I stroke her head one more time and stare silently into the darkness of my bedroom, my inability to compensate for a society riddled with the dream of a ‘normal’ family filling my lungs with grief.

I inform her teacher George of Gina’s discomfort in having to answer the question raised by the third graders. He is surprised, as he always is when I raise this issue.

“She still finds this question upsetting?” He is accepting of our family and was supportive three years earlier when my partner and I ended our relationship. Like me, he expects too much from my daughter and from the other children all living within the hetero standard.

“Yes, she does. Remember that previous to the budget cuts, they were with their intact grade group who had met both moms since kindergarten, some even in pre-school.”

“So it’s the third graders.”

“Yes. What can we do?” I ask.

“I can show the video ‘That’s a family!’ in class. It will be the third time in four years I have shown it, but if you think it will help, I will do it.”

I am not reassured, but I agree because I have no better options. The daily experience of my family is not what people presume, and what I want is beyond the reach of any single intervention. The remnants of the legacy of adultism I received have prepared me for having my needs be invisible compared to those with more privilege.

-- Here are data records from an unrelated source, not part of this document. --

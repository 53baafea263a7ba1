// SPDX-FileCopyrightText: Copyright (c) 2024-2025 The serval Authors. All rights reserved.
// SPDX-License-Identifier: Apache-2.0

//! Declarative pipeline definitions and their validation.
//!
//! A [PipelineDefinition] is immutable after validation: a set of
//! [NodeInfo]s (exactly one entry and one exit) plus the adjacency between
//! them. Validation resolves every DL node against the live model registry,
//! checks tensor bindings on every edge, and proves the graph is an acyclic
//! chain of entry-to-exit paths.

use std::collections::{HashMap, HashSet};

use crate::config::{NodeKindConfig, PipelineConfig};
use crate::manager::ModelManager;
use crate::model::ModelVersion;
use crate::pipeline::{Adjacency, Node, Pipeline};
use crate::status::Status;
use crate::tensor::TensorMap;

#[derive(Debug, Clone, Copy, PartialEq, Eq)]
pub enum NodeKind {
    Entry,
    Dl,
    Exit,
}

impl From<NodeKindConfig> for NodeKind {
    fn from(kind: NodeKindConfig) -> NodeKind {
        match kind {
            NodeKindConfig::Entry => NodeKind::Entry,
            NodeKindConfig::Dl => NodeKind::Dl,
            NodeKindConfig::Exit => NodeKind::Exit,
        }
    }
}

/// Declarative DAG node.
#[derive(Debug, Clone, PartialEq)]
pub struct NodeInfo {
    pub name: String,
    pub kind: NodeKind,
    pub model_name: Option<String>,
    pub model_version: Option<ModelVersion>,
    /// alias -> real output tensor name.
    pub output_aliases: HashMap<String, String>,
}

/// One tensor carried by an edge: source output alias to destination input.
#[derive(Debug, Clone, PartialEq)]
pub struct TensorBinding {
    pub source_output: String,
    pub target_input: String,
}

#[derive(Debug, Clone, PartialEq)]
pub struct PipelineDefinition {
    name: String,
    nodes: Vec<NodeInfo>,
    /// destination -> [(source, bindings)]
    upstream: Adjacency,
}

impl PipelineDefinition {
    pub fn new(name: &str, nodes: Vec<NodeInfo>, upstream: Adjacency) -> PipelineDefinition {
        PipelineDefinition {
            name: name.to_string(),
            nodes,
            upstream,
        }
    }

    pub fn from_config(config: &PipelineConfig) -> Result<PipelineDefinition, Status> {
        let mut nodes = Vec::with_capacity(config.nodes.len());
        for node in &config.nodes {
            let kind = NodeKind::from(node.kind);
            if kind == NodeKind::Dl && node.model_name.is_none() {
                return Err(Status::ConfigInvalid {
                    reason: format!(
                        "pipeline {} node {} is a dl node without a model_name",
                        config.name, node.node_name
                    ),
                });
            }
            nodes.push(NodeInfo {
                name: node.node_name.clone(),
                kind,
                model_name: node.model_name.clone(),
                model_version: node.model_version,
                output_aliases: node.outputs.clone(),
            });
        }

        let mut upstream: Adjacency = HashMap::new();
        for connection in &config.connections {
            let bindings = connection
                .bindings
                .iter()
                .map(|b| TensorBinding {
                    source_output: b.source.clone(),
                    target_input: b.target.clone(),
                })
                .collect();
            upstream
                .entry(connection.to.clone())
                .or_default()
                .push((connection.from.clone(), bindings));
        }

        Ok(PipelineDefinition::new(&config.name, nodes, upstream))
    }

    pub fn name(&self) -> &str {
        &self.name
    }

    pub fn nodes(&self) -> &[NodeInfo] {
        &self.nodes
    }

    fn node(&self, name: &str) -> Option<&NodeInfo> {
        self.nodes.iter().find(|info| info.name == name)
    }

    fn single_node_of_kind(&self, kind: NodeKind) -> Result<&NodeInfo, Status> {
        let mut found = self.nodes.iter().filter(|info| info.kind == kind);
        let first = found.next().ok_or_else(|| Status::PipelineMissingEntryOrExit {
            pipeline: self.name.clone(),
        })?;
        if found.next().is_some() {
            return Err(match kind {
                NodeKind::Entry => Status::PipelineMultipleEntryNodes {
                    pipeline: self.name.clone(),
                },
                _ => Status::PipelineMultipleExitNodes {
                    pipeline: self.name.clone(),
                },
            });
        }
        Ok(first)
    }

    /// Validate the definition against the live registry. Performed once
    /// before the definition is published to the factory.
    ///
    /// The checks run in phases over the whole graph: name uniqueness,
    /// entry/exit uniqueness, model resolution for every node, binding
    /// validation for every edge, then acyclicity. A later phase is only
    /// reached once every node passed the earlier ones.
    pub fn validate(&self, manager: &ModelManager) -> Result<(), Status> {
        tracing::debug!(pipeline = %self.name, "Validating pipeline definition");
        self.validate_node_names()?;
        self.single_node_of_kind(NodeKind::Entry)?;
        let exit_name = self.single_node_of_kind(NodeKind::Exit)?.name.clone();
        for info in &self.nodes {
            self.validate_node_model(manager, info)?;
        }
        for info in &self.nodes {
            self.validate_node_edges(manager, info)?;
        }
        self.validate_graph(&exit_name)
    }

    fn validate_node_names(&self) -> Result<(), Status> {
        let mut seen = HashSet::new();
        for info in &self.nodes {
            if !seen.insert(info.name.as_str()) {
                return Err(Status::PipelineNodeNameDuplicate {
                    pipeline: self.name.clone(),
                    node: info.name.clone(),
                });
            }
        }
        Ok(())
    }

    /// Resolve a DL node's model, failing the way the validation surface
    /// reports it: any lookup failure is a missing model.
    fn resolve_dl(
        &self,
        manager: &ModelManager,
        info: &NodeInfo,
    ) -> Result<std::sync::Arc<crate::model::ModelInstance>, Status> {
        let model_name = info.model_name.as_deref().unwrap_or_default();
        manager
            .find_model_instance(model_name, info.model_version)
            .map(|(instance, _guard)| instance)
            .map_err(|_| Status::ModelNameMissing {
                name: model_name.to_string(),
            })
    }

    /// Phase three: every DL node must resolve to a live instance that does
    /// not use dynamic batching or shape.
    fn validate_node_model(&self, manager: &ModelManager, info: &NodeInfo) -> Result<(), Status> {
        if info.kind != NodeKind::Dl {
            return Ok(());
        }
        let instance = self.resolve_dl(manager, info)?;
        if instance.config().is_dynamic() {
            return Err(Status::ForbiddenModelDynamicParameter {
                pipeline: self.name.clone(),
                node: info.name.clone(),
                model: instance.name().to_string(),
            });
        }
        Ok(())
    }

    /// Phase four: every edge into this node carries bindings that resolve
    /// against the source's outputs and this node's inputs.
    fn validate_node_edges(&self, manager: &ModelManager, info: &NodeInfo) -> Result<(), Status> {
        let node_inputs = if info.kind == NodeKind::Dl {
            Some(self.resolve_dl(manager, info)?.inputs())
        } else {
            None
        };

        for (source_name, bindings) in self.upstream.get(&info.name).into_iter().flatten() {
            let source = self.node(source_name).ok_or_else(|| {
                Status::PipelineMissingDependency {
                    pipeline: self.name.clone(),
                    node: info.name.clone(),
                    dependency: source_name.clone(),
                }
            })?;

            if bindings.is_empty() {
                return Err(Status::PipelineDefinitionMissingDependencyMapping {
                    pipeline: self.name.clone(),
                    node: info.name.clone(),
                });
            }

            let source_outputs = if source.kind == NodeKind::Dl {
                Some(self.resolve_dl(manager, source)?.outputs())
            } else {
                None
            };

            for binding in bindings {
                if let Some(outputs) = &source_outputs {
                    // Alias map wins when the alias key is present, identity
                    // fallback otherwise.
                    let real = source
                        .output_aliases
                        .get(&binding.source_output)
                        .unwrap_or(&binding.source_output);
                    if !outputs.contains_key(real) {
                        return Err(Status::InvalidMissingOutput {
                            pipeline: self.name.clone(),
                            node: source.name.clone(),
                            output: real.clone(),
                        });
                    }
                }
                if let Some(inputs) = &node_inputs
                    && !inputs.contains_key(&binding.target_input)
                {
                    return Err(Status::InvalidMissingInput {
                        pipeline: self.name.clone(),
                        node: info.name.clone(),
                        input: binding.target_input.clone(),
                    });
                }
            }
        }
        Ok(())
    }

    /// Walk predecessors of the exit node with an iterative DFS: a revisit
    /// of a node on the active path is a cycle, and any node the walk never
    /// reaches lies on no entry-exit path.
    fn validate_graph(&self, exit_name: &str) -> Result<(), Status> {
        enum Frame {
            Enter(String),
            Leave,
        }

        let mut visited: HashSet<String> = HashSet::new();
        let mut path: Vec<String> = Vec::new();
        let mut stack = vec![Frame::Enter(exit_name.to_string())];

        while let Some(frame) = stack.pop() {
            match frame {
                Frame::Enter(name) => {
                    if visited.contains(&name) {
                        continue;
                    }
                    visited.insert(name.clone());
                    path.push(name.clone());
                    stack.push(Frame::Leave);
                    for (source, _) in self.upstream.get(&name).into_iter().flatten() {
                        if let Some(start) = path.iter().position(|n| n == source) {
                            return Err(Status::PipelineCycleFound {
                                pipeline: self.name.clone(),
                                nodes: path[start..].to_vec(),
                            });
                        }
                        if !visited.contains(source) {
                            stack.push(Frame::Enter(source.clone()));
                        }
                    }
                }
                Frame::Leave => {
                    path.pop();
                }
            }
        }

        if visited.len() != self.nodes.len() {
            return Err(Status::PipelineContainsUnconnectedNodes {
                pipeline: self.name.clone(),
            });
        }
        Ok(())
    }

    /// Materialize a per-request [Pipeline]: one live node per [NodeInfo],
    /// edges installed verbatim from the definition, and a liveness guard
    /// acquired for every DL node. A version that was retired between
    /// validation and now fails the whole construction; guards acquired so
    /// far are released on the error path.
    pub fn create(&self, request: TensorMap, manager: &ModelManager) -> Result<Pipeline, Status> {
        let mut request = Some(request);
        let mut nodes = HashMap::with_capacity(self.nodes.len());
        let mut exit_name = String::new();

        for info in &self.nodes {
            let node = match info.kind {
                NodeKind::Entry => Node::Entry {
                    name: info.name.clone(),
                    request: request.take().unwrap_or_default(),
                },
                NodeKind::Exit => {
                    exit_name = info.name.clone();
                    Node::Exit {
                        name: info.name.clone(),
                    }
                }
                NodeKind::Dl => {
                    let model_name = info.model_name.clone().unwrap_or_default();
                    let (instance, guard) = manager
                        .find_model_instance(&model_name, info.model_version)
                        .map_err(|status| match status {
                            // The definition validated once; a lookup miss
                            // now means the version has since gone away.
                            Status::ModelVersionMissing { .. }
                            | Status::ModelVersionNotLoadedAnymore { .. } => {
                                Status::ModelVersionNotLoadedAnymore {
                                    name: model_name.clone(),
                                    version: info.model_version.unwrap_or_default(),
                                }
                            }
                            other => other,
                        })?;
                    Node::Dl {
                        name: info.name.clone(),
                        model_name,
                        model_version: info.model_version,
                        output_aliases: info.output_aliases.clone(),
                        instance,
                        guard,
                    }
                }
            };
            nodes.insert(info.name.clone(), node);
        }

        tracing::debug!(pipeline = %self.name, "Created pipeline instance");
        Ok(Pipeline::new(
            self.name.clone(),
            nodes,
            self.upstream.clone(),
            exit_name,
        ))
    }
}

I volunteer in the kids’ classroom on days they are taught in Spanish and feel the 3rd graders’ uncertainty about who I am, especially since my ex-partner sometimes volunteers on English-speaking days. My flimsy band-aid is to introduce myself and smile through their stares, get to know their names, and pretend that we are on on the same team. Gina’s comment reminds me I can’t live in a ‘normal’ bubble for long because for my family it pops all the time.

As Gina is putting away her matemáticas binder to get in line for their recreo, Donald asks: “Isn’t Cindy Gina’s mom?”

Like my daughter, I am weary of having to explain — or choosing not to, or choosing how much to say. “Yes,” I smile at him, “she has two moms.”

He nods slowly and turns to push his way into the line leaving the classroom. The next week I grudgingly attend the showing of the film at George’s request.

“We are going to watch a video about all different kinds of families and then talk about it,” he says before turning out the lights. Gina turns to look at me with her lips pursed before the darkness descends, sitting next to her twin Teo.

As I watch the video, I see, for the first time, my children are portrayed in 3 “different” family structures – they have two moms, they are in a multi-racial family, and while I was not married to Cindy, I am definitely divorced from her, and dating men. After the video, the children sit in a circle on the corner rug where they begin and end their days, shoving each other and giggling. Sitting in a small chair on the perimeter, near my twins, I push down the urge to grab them, run across our drawbridge, and shut it.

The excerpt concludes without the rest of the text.